In the records below, find the line with "and normalized price." and the line with "let total = combination.total();". Print both exactly, along with every line between them, and no other line.
** SOURCE INFORMATION follows **
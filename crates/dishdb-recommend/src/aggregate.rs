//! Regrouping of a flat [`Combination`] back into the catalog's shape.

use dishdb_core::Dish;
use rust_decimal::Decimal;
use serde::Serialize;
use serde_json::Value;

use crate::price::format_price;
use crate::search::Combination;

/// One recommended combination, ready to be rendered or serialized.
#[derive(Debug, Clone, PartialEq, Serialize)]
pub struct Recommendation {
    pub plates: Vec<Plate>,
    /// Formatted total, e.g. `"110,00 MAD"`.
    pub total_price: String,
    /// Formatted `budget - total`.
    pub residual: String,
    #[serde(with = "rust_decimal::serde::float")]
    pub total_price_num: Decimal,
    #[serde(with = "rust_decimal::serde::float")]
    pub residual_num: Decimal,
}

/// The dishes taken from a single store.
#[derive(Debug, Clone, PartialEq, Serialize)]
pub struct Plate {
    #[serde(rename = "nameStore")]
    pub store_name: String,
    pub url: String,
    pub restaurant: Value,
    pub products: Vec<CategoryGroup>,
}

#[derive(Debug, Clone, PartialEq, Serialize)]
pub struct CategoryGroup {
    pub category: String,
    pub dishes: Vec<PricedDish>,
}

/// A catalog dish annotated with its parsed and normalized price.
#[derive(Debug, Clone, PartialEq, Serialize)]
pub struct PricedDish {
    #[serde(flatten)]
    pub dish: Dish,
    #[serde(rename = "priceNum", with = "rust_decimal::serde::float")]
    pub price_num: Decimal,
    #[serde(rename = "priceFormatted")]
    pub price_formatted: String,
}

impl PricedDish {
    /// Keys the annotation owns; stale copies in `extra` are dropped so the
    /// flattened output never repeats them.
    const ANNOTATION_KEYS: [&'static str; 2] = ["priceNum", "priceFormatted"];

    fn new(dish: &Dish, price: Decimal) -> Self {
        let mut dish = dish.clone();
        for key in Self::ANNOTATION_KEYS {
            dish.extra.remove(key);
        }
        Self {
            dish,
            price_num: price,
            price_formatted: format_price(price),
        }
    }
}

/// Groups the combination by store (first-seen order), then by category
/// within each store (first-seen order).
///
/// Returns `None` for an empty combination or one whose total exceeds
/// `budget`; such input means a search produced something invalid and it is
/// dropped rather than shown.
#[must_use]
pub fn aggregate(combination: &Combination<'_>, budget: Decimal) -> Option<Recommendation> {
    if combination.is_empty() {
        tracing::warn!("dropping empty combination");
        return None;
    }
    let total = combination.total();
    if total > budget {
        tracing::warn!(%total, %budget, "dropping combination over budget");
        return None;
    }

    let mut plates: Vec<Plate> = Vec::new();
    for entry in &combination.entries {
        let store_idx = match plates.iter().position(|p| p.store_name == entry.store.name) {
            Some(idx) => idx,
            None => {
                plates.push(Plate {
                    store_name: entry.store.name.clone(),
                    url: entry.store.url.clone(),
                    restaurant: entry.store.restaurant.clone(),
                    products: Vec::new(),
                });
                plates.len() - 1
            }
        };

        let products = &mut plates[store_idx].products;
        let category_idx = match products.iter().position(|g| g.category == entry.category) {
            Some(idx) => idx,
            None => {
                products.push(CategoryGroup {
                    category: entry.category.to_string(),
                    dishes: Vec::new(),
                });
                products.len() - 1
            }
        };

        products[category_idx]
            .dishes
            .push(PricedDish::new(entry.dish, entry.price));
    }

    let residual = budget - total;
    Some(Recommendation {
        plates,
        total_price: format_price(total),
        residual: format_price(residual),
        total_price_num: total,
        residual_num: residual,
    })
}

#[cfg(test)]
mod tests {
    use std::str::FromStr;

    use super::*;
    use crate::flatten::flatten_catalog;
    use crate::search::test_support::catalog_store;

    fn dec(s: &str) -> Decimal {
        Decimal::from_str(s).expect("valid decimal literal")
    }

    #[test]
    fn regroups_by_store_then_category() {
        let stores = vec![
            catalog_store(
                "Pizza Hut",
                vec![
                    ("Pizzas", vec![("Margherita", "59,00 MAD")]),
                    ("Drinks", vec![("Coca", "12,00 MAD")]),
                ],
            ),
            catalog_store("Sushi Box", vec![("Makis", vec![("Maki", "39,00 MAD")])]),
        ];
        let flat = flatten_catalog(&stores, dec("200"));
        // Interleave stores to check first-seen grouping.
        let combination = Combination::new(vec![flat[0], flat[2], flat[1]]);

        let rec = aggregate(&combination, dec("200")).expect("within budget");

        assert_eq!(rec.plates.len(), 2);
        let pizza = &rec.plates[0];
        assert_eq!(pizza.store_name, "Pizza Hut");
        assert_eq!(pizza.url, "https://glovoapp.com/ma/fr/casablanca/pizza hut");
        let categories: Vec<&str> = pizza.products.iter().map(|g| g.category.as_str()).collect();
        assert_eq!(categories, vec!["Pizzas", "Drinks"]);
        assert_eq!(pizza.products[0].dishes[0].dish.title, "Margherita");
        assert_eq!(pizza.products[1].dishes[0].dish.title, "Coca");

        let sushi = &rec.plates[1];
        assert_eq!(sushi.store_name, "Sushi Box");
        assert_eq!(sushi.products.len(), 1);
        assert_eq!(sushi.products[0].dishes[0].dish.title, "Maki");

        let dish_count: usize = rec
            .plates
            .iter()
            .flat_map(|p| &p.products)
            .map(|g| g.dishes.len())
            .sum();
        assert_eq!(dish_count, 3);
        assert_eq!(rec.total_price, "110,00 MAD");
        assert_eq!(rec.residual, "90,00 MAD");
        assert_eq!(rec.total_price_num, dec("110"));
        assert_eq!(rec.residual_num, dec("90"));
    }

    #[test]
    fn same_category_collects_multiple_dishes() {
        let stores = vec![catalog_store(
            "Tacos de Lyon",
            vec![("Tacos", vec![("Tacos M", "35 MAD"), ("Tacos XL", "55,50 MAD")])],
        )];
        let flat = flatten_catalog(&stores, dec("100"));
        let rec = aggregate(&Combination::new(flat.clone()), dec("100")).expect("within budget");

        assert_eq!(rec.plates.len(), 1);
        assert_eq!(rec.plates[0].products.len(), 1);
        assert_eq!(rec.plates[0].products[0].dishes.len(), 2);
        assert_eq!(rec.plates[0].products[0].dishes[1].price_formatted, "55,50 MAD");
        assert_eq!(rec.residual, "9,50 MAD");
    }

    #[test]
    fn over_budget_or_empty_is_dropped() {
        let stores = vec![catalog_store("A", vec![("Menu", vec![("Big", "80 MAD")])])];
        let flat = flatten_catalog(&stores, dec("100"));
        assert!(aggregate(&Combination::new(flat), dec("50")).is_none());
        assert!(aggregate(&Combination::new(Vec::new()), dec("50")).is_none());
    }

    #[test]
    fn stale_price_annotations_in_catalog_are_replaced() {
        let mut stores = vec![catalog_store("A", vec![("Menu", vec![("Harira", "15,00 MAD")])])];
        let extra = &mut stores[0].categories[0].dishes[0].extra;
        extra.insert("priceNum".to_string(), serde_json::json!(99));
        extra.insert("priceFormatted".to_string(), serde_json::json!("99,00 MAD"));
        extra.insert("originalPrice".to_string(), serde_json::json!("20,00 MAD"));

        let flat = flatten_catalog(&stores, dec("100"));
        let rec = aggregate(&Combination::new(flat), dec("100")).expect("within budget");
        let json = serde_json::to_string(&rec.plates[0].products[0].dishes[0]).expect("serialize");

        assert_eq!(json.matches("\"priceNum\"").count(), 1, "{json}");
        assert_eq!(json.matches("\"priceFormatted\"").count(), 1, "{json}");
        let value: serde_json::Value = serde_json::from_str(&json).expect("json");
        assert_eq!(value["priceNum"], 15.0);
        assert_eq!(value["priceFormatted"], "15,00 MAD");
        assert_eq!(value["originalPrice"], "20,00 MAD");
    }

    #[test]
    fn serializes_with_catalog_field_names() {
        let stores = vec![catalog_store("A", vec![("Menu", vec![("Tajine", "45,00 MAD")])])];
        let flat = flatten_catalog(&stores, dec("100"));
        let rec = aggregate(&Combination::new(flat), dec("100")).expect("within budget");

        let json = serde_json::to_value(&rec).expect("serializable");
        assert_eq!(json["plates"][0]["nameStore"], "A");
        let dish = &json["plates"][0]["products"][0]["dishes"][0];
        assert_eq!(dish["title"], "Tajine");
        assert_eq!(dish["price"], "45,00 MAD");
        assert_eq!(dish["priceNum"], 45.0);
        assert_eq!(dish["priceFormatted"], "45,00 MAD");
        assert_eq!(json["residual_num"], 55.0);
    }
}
** End of SOURCE INFORMATION **
** SOURCE INFORMATION follows **
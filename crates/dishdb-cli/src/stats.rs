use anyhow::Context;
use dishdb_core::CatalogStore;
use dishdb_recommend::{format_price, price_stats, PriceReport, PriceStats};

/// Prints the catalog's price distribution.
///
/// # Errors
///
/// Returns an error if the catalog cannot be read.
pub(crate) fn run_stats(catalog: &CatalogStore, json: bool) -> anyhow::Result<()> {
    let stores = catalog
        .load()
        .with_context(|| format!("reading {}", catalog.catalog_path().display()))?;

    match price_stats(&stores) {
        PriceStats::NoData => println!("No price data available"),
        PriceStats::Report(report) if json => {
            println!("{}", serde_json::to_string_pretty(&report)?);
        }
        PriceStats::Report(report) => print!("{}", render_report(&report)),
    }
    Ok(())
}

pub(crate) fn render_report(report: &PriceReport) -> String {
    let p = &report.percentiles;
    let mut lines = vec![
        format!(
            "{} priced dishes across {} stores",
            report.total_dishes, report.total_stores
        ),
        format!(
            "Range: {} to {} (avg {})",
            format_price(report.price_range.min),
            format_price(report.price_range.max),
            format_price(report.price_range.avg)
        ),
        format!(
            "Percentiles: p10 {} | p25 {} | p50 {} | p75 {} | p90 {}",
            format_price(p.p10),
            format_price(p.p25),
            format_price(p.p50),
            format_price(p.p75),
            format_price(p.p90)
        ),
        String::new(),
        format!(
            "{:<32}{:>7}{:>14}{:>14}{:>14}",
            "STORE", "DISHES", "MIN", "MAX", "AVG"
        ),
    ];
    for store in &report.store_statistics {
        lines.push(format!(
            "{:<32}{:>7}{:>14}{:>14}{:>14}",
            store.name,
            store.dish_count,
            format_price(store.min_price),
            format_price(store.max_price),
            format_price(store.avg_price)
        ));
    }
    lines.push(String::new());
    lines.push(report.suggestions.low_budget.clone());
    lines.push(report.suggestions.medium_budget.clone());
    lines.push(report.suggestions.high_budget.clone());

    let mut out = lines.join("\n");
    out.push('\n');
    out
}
** End of SOURCE INFORMATION **
> [WRITTEN SOLUTION]:
/// A catalog dish annotated with its parsed and normalized price.
#[derive(Debug, Clone, PartialEq, Serialize)]
pub struct PricedDish {
    #[serde(flatten)]
    pub dish: Dish,
    #[serde(rename = "priceNum", with = "rust_decimal::serde::float")]
    pub price_num: Decimal,
    #[serde(rename = "priceFormatted")]
    pub price_formatted: String,
}

impl PricedDish {
    /// Keys the annotation owns; stale copies in `extra` are dropped so the
    /// flattened output never repeats them.
    const ANNOTATION_KEYS: [&'static str; 2] = ["priceNum", "priceFormatted"];

    fn new(dish: &Dish, price: Decimal) -> Self {
        let mut dish = dish.clone();
        for key in Self::ANNOTATION_KEYS {
            dish.extra.remove(key);
        }
        Self {
            dish,
            price_num: price,
            price_formatted: format_price(price),
        }
    }
}

/// Groups the combination by store (first-seen order), then by category
/// within each store (first-seen order).
///
/// Returns `None` for an empty combination or one whose total exceeds
/// `budget`; such input means a search produced something invalid and it is
/// dropped rather than shown.
#[must_use]
pub fn aggregate(combination: &Combination<'_>, budget: Decimal) -> Option<Recommendation> {
    if combination.is_empty() {
        tracing::warn!("dropping empty combination");
        return None;
    }
    let total = combination.total();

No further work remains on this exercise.